The `HybridBTreeDirectory` implements the complete `Directory` trait including `list_all`, `exists`, and `open_write` (starting at line 690).

## Key Source Files

- **[`core/index_method/fts.rs`](https://github.com/tursodatabase/turso/blob/main/core/index_method/fts.rs)**: Core implementation including tokenizer helpers, `HybridBTreeDirectory`, `FtsIndexMethod`, and `FtsIndexAttachment`
- **[`core/index_method/mod.rs`](https://github.com/tursodatabase/turso/blob/main/core/index_method/mod.rs)**: Registers `FtsIndexMethod` under the name `"fts"` for parser resolution
- **[`parser/src/parser.rs`](https://github.com/tursodatabase/turso/blob/main/parser/src/parser.rs)**: Handles the `MATCH` operator and `TK_MATCH` token parsing
- **[`tests/integration/index_method/mod.rs`](https://github.com/tursodatabase/turso/blob/main/tests/integration/index_method/mod.rs)**: Integration tests for FTS creation, write-and-search cycles, and utility functions
- **`core/vector/operations/*`**: Vector similarity functions that combine with FTS for hybrid search

## Summary

- **Hybrid Architecture**: Turso implements Tantivy's `Directory` trait via `HybridBTreeDirectory`, splitting large files into 1 MiB chunks while keeping metadata in memory
- **Zero-Copy Reads**: The hot-cache and chunk-cache return `Arc<[u8]>` backed data, eliminating unnecessary copies when Tantivy reads postings
- **SQL Compatibility**: Full-text search uses standard SQLite syntax (`CREATE INDEX ... USING fts` and `MATCH`) with extended `WITH` clause options for tokenizers and weights
- **Thread-Local Optimization**: The `FTS_TOKENIZER` cache provides zero-allocation tokenization for helper functions like `fts_highlight` and `fts_match`
- **Consistency**: Pending writes are visible immediately through the in-memory hashmap, ensuring new segments are searchable before B-Tree flush

## Frequently Asked Questions

### How does Turso's full-text search differ from SQLite's FTS5?

Turso uses Tantivy rather than SQLite's built-in FTS5 module. This provides a Rust-native implementation with better memory safety and performance characteristics, while maintaining SQL compatibility through the `MATCH` operator and `CREATE INDEX ... USING fts` syntax. The `HybridBTreeDirectory` adapter allows Tantivy to run atop Turso's existing storage engine rather than requiring separate virtual tables.

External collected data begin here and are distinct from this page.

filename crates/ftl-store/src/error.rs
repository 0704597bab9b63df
/// Errors from key-value store operations.
#[derive(Debug, thiserror::Error)]
pub enum StoreError {
    /// The backing store reported a failure.
    #[error("backend error: {0}")]
    Backend(String),

    /// Serialization or deserialization failure.
    #[error("serialization error: {0}")]
    Serialization(String),

    /// I/O error from the underlying storage backend.
    #[error("I/O error: {0}")]
    Io(#[from] std::io::Error),

    /// A lock guarding in-memory state was poisoned by a panicking writer.
    #[error("store lock poisoned")]
    LockPoisoned,
}

/// Result alias for store operations.
pub type StoreResult<T> = Result<T, StoreError>;
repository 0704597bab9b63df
use ftl_types::AccountId;

use crate::error::HostFault;

/// Identity boundary: who is invoking the current operation.
///
/// The host verifies the caller's credential before the engine runs; the
/// engine only asks for the resulting identity string.
pub trait IdentityResolver: Send + Sync {
    /// Identity of the invoking principal, or a fault when the invocation
    /// carries no verifiable credential.
    fn resolve_caller(&self) -> Result<AccountId, HostFault>;
}

/// Event boundary: fire-and-forget publication onto the host bus.
pub trait EventSink: Send + Sync {
    fn emit(&self, name: &str, payload: &[u8]) -> Result<(), HostFault>;
}
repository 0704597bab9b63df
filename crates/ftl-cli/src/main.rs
use clap::Parser;
use tracing_subscriber::filter::LevelFilter;

mod cli;
mod commands;

fn main() -> anyhow::Result<()> {
    let cli = cli::Cli::parse();
    let level = if cli.verbose {
        LevelFilter::DEBUG
    } else {
        LevelFilter::WARN
    };
    tracing_subscriber::fmt()
        .with_max_level(level)
        .with_writer(std::io::stderr)
        .init();
    commands::run_command(cli)
}
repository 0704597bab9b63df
use std::collections::BTreeMap;
use std::sync::RwLock;

use crate::error::{StoreError, StoreResult};
use crate::traits::KeyValueStore;

/// In-memory, `BTreeMap`-based key-value store.
///
/// Intended for tests, the CLI, and embedding. Entries are held behind a
/// `RwLock` for safe concurrent access and cloned on read/write. Keys are kept
/// ordered so prefix scans come back sorted.
pub struct InMemoryKvStore {
    entries: RwLock<BTreeMap<String, Vec<u8>>>,
}

impl InMemoryKvStore {
    /// Create a new empty in-memory store.
    pub fn new() -> Self {
        Self::from_entries(BTreeMap::new())
    }

    /// Create a store pre-populated with `entries`.
    pub fn from_entries(entries: BTreeMap<String, Vec<u8>>) -> Self {
        Self {
            entries: RwLock::new(entries),
        }
    }

    /// Number of entries currently stored.
    pub fn len(&self) -> usize {
        self.entries.read().map(|m| m.len()).unwrap_or(0)
    }

    /// Returns `true` if the store is empty.
    pub fn is_empty(&self) -> bool {
        self.len() == 0
    }

    /// Remove all entries from the store.
    pub fn clear(&self) -> StoreResult<()> {
        self.entries
            .write()
            .map_err(|_| StoreError::LockPoisoned)?
            .clear();
        Ok(())
    }

    /// A copy of every entry, in key order.
    pub fn entries(&self) -> StoreResult<BTreeMap<String, Vec<u8>>> {
        Ok(self
            .entries
            .read()
            .map_err(|_| StoreError::LockPoisoned)?
            .clone())
    }
}

impl Default for InMemoryKvStore {
    fn default() -> Self {
        Self::new()
    }
}

impl KeyValueStore for InMemoryKvStore {
    fn get(&self, key: &str) -> StoreResult<Option<Vec<u8>>> {
        let map = self.entries.read().map_err(|_| StoreError::LockPoisoned)?;
        Ok(map.get(key).cloned())
    }

    fn put(&self, key: &str, value: &[u8]) -> StoreResult<()> {
        let mut map = self.entries.write().map_err(|_| StoreError::LockPoisoned)?;
        map.insert(key.to_string(), value.to_vec());
        Ok(())
    }

    fn scan_prefix(&self, prefix: &str) -> StoreResult<Vec<(String, Vec<u8>)>> {
        let map = self.entries.read().map_err(|_| StoreError::LockPoisoned)?;
        Ok(map
            .range(prefix.to_string()..)
            .take_while(|(k, _)| k.starts_with(prefix))
            .map(|(k, v)| (k.clone(), v.clone()))
            .collect())
    }

    /// Applies the whole batch under a single write lock, so concurrent
    /// readers observe either none or all of it.
    fn put_batch(&self, entries: &[(String, Vec<u8>)]) -> StoreResult<()> {
        let mut map = self.entries.write().map_err(|_| StoreError::LockPoisoned)?;
        for (k, v) in entries {
            map.insert(k.clone(), v.clone());
        }
        Ok(())
    }
}

impl std::fmt::Debug for InMemoryKvStore {
    fn fmt(&self, f: &mut std::fmt::Formatter<'_>) -> std::fmt::Result {
        f.debug_struct("InMemoryKvStore")
            .field("entry_count", &self.len())
            .finish()
    }
}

### What tokenizers are supported in Turso's FTS implementation?

Turso validates tokenizer names against the `SUPPORTED_TOKENIZERS` constant during index creation (lines 1352‑1410). The default tokenizer uses Tantivy's standard text analyzer with case folding and unicode-aware tokenization. Custom tokenizers can be specified via the `WITH (tokenizer='...')` clause when creating the index.

### Can I combine full-text search with vector similarity search in Turso?

Yes. The `core/vector/operations/*` modules provide vector similarity functions (such as `distance_cos`) that can be combined with FTS results. You can filter candidates using `MATCH` predicates and then rank by vector similarity, or use both scores in a hybrid ranking formula within the same SQL query.

### How does the hybrid directory manage memory usage?

The `HybridBTreeDirectory` implements a two-tier caching system that bounds memory usage to approximately 200 MiB by default. Small metadata files and term dictionaries remain in the hot-cache, while large segment files are streamed on-demand from 1 MiB chunks stored in the B-Tree. The `chunk_cache` uses an LRU eviction policy, and the `clone_with_fresh_pending` method ensures concurrent queries don't retain unbounded pending writes.